Conventionally, recuperation after bowel surgery followed the patients progress. Mobilisation and expansion of diet after surgery was progressed slowly in a stepwise manner following patients progression. This is because it was believed that faster recovery would be unwise. In recent years, however, a new concept has been introduced, called Enhanced Recovery after surgery (ERAS) or fast track. This program, introduced by Kehlet et al, is based on the principle that reducing the body's stress response after surgery reduces the time needed to recuperate. This is achieved by interventions around the operation, involving good information, better feeding before the operation and better pain treatment, so patients can get out of bed earlier and start a normal diet earlier and thereby reducing the risk of complications. This review investigated whether this intervention is safe and whether it is more effective than the traditional treatment. In order to answer this question, 4 randomised trials were found, comparing these two interventions. We found that ERAS can be viewed as safe, i.e. not resulting in more complications or deaths, and at the same time decreases the days spent in hospital following major bowel surgery. However, the data are of low quality and therefore does not justify implementation of ERAS as the standard method of care yet. More research on other outcome parameters like economical evaluation and quality of life parameters are necessary.
The quantity and especially quality of data are low. Analysis shows a reduction in overall complications, but major complications were not reduced. Length of stay was reduced significantly. We state that ERAS seems safe, but the quality of trials and lack of sufficient other outcome parameters do not justify implementation of ERAS as the standard of care. Within ERAS protocols included, no answer regarding the role for minimally invasive surgery (i.e. laparoscopy) was found. Furthermore, protocol compliance within ERAS programs has not been investigated, while this seems a known problem in the field. Therefore, more specific and large RCT's are needed.
In recent years the Enhanced Recovery after Surgery (ERAS) postoperative pathway in (ileo-)colorectal surgery, aiming at improving perioperative care and decreasing postoperative complications, has become more common.
We investigated the effectiveness and safety of the ERAS multimodal strategy, compared to conventional care after (ileo-)colorectal surgery.
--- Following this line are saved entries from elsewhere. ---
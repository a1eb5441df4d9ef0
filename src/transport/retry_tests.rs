//! Tests for `RetryPolicy`.

use super::RetryPolicy;
use std::num::NonZeroU32;
use std::time::Duration;

mod defaults {
    use super::*;

    #[test]
    fn new_uses_five_second_delay() {
        assert_eq!(RetryPolicy::new().delay, Duration::from_secs(5));
        assert_eq!(RetryPolicy::DEFAULT_DELAY, Duration::from_secs(5));
    }

    #[test]
    fn new_is_unbounded() {
        assert_eq!(RetryPolicy::new().max_attempts, None);
    }

    #[test]
    fn default_trait_matches_new() {
        assert_eq!(RetryPolicy::default(), RetryPolicy::new());
    }
}

mod builder {
    use super::*;

    #[test]
    fn with_delay_sets_value() {
        let policy = RetryPolicy::new().with_delay(Duration::from_millis(250));
        assert_eq!(policy.delay, Duration::from_millis(250));
    }

    #[test]
    fn zero_delay_is_allowed() {
        let policy = RetryPolicy::new().with_delay(Duration::ZERO);
        assert_eq!(policy.delay, Duration::ZERO);
    }

    #[test]
    fn with_max_attempts_sets_and_clears_cap() {
        let capped = RetryPolicy::new().with_max_attempts(NonZeroU32::new(4));
        assert_eq!(capped.max_attempts.map(NonZeroU32::get), Some(4));

        let uncapped = capped.with_max_attempts(None);
        assert_eq!(uncapped.max_attempts, None);
    }
}

mod should_retry {
    use super::*;

    #[test]
    fn unbounded_always_retries() {
        let policy = RetryPolicy::new();

        assert!(policy.should_retry(1));
        assert!(policy.should_retry(1_000));
        assert!(policy.should_retry(u32::MAX));
    }

    #[test]
    fn cap_stops_at_max_attempts() {
        let policy = RetryPolicy::new().with_max_attempts(NonZeroU32::new(3));

        assert!(policy.should_retry(1));
        assert!(policy.should_retry(2));
        assert!(!policy.should_retry(3));
        assert!(!policy.should_retry(4));
    }

    #[test]
    fn single_attempt_never_retries() {
        let policy = RetryPolicy::new().with_max_attempts(NonZeroU32::new(1));

        assert!(!policy.should_retry(1));
    }
}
The primary research question was whether ERAS protocols lead to less morbidity and secondary whether length of stay was reduced.
To answer the research question we entered search strings containing keywords like "fast track", "colorectal and surgery" and "enhanced recovery" into major databases. We also hand searched references in identified reviews concerning ERAS.
We included published randomised clinical trials, in any language, comparing ERAS to conventional treatment in patients with (ileo-) colorectal disease requiring a resection. RCT's including at least 7 ERAS items in the ERAS group and no more than 2 in the conventional arm were included.
Data of included trials were independently extracted by the reviewers. Analyses were performed using "REVMAN 5.0.22". Data were pooled and rate differences as well as weighted mean differences with their 95% confidence intervals were calculated using either fixed or random effects models, depending on heterogeneity (I2).
4 RCTs were included and analysed. Methodological quality of included studies was considered low, when scored according to GRADE methodology. Total numbers of inclusion were limited. The trials included in primary analysis reported 237 patients, (119 ERAS vs 118 conventional). Baseline characteristics were comparable. The primary outcome measure, complications, showed a significant risk reduction for all complications (RR 0.50; 95% CI 0.35 to 0.72). This difference was not due to reduction in major complications. Length of hospital stay was significantly reduced in the ERAS group (MD -2.94 days; 95% CI -3.69 to -2.19), and readmission rates were equal in both groups. Other outcome parameters were unsuitable for meta-analysis, but seemed to favour ERAS.